Activity
Repeat the records below line by line, exactly, finishing on the line that contains "pub async fn".

Dataset
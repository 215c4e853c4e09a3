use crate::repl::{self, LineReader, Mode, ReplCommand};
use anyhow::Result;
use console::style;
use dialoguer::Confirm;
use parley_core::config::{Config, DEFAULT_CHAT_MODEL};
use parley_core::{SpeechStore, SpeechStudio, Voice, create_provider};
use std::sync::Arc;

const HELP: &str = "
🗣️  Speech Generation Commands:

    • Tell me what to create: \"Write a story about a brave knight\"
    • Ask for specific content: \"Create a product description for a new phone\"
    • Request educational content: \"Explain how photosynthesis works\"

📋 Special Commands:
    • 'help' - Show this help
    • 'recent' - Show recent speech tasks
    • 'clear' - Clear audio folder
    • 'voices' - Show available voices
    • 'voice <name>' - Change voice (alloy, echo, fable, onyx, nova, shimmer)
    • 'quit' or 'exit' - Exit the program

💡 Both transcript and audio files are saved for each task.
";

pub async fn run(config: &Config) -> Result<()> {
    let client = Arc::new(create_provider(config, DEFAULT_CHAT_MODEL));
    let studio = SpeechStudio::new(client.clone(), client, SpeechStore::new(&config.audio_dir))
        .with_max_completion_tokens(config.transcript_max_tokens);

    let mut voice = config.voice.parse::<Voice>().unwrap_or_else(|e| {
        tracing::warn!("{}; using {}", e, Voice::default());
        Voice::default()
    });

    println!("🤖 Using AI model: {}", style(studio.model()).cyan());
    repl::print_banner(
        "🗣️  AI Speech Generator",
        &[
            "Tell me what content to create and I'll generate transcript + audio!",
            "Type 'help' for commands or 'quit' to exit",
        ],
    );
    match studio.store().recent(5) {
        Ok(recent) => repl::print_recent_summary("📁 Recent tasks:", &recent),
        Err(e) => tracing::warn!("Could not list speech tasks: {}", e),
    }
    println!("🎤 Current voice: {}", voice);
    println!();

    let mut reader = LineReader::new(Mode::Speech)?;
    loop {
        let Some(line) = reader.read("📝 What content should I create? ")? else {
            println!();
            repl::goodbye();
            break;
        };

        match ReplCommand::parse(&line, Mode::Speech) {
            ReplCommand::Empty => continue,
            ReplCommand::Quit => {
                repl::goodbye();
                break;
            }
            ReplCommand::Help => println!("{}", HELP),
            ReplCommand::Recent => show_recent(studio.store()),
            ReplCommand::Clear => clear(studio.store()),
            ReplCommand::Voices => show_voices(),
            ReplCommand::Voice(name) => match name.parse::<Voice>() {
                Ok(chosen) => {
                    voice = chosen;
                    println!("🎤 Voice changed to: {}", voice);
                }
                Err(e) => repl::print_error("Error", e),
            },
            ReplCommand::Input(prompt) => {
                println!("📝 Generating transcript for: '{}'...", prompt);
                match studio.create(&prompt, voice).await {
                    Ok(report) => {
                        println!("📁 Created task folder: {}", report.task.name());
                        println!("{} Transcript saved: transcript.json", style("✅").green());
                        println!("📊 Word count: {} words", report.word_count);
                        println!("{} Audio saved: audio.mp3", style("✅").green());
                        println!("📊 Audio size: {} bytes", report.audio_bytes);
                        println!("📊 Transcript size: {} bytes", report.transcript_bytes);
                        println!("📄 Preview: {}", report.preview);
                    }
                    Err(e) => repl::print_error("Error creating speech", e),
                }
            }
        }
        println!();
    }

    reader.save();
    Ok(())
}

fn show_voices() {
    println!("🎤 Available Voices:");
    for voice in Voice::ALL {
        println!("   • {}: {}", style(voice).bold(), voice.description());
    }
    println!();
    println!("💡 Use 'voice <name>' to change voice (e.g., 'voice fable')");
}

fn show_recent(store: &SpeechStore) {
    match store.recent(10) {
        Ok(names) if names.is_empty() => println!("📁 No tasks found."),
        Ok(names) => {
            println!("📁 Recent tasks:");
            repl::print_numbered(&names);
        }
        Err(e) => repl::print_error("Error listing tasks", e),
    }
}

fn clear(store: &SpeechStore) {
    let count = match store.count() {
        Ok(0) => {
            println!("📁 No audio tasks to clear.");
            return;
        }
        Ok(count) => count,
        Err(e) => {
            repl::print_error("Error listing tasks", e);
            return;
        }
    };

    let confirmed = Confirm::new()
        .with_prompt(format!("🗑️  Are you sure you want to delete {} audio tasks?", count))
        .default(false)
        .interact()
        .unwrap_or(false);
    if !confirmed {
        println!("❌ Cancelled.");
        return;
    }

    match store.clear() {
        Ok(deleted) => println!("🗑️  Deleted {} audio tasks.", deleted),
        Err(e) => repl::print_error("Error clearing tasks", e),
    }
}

Output below
repository 215c4e853c4e09a3
use crate::repl::{self, LineReader, Mode, ReplCommand};
use anyhow::Result;
use console::style;
use dialoguer::Confirm;
use parley_core::config::{Config, DEFAULT_CHAT_MODEL};
use parley_core::{SpeechStore, SpeechStudio, Voice, create_provider};
use std::sync::Arc;

const HELP: &str = "
🗣️  Speech Generation Commands:

    • Tell me what to create: \"Write a story about a brave knight\"
    • Ask for specific content: \"Create a product description for a new phone\"
    • Request educational content: \"Explain how photosynthesis works\"

📋 Special Commands:
    • 'help' - Show this help
    • 'recent' - Show recent speech tasks
    • 'clear' - Clear audio folder
    • 'voices' - Show available voices
    • 'voice <name>' - Change voice (alloy, echo, fable, onyx, nova, shimmer)
    • 'quit' or 'exit' - Exit the program

💡 Both transcript and audio files are saved for each task.
";

pub async fn run(config: &Config) -> Result<()> {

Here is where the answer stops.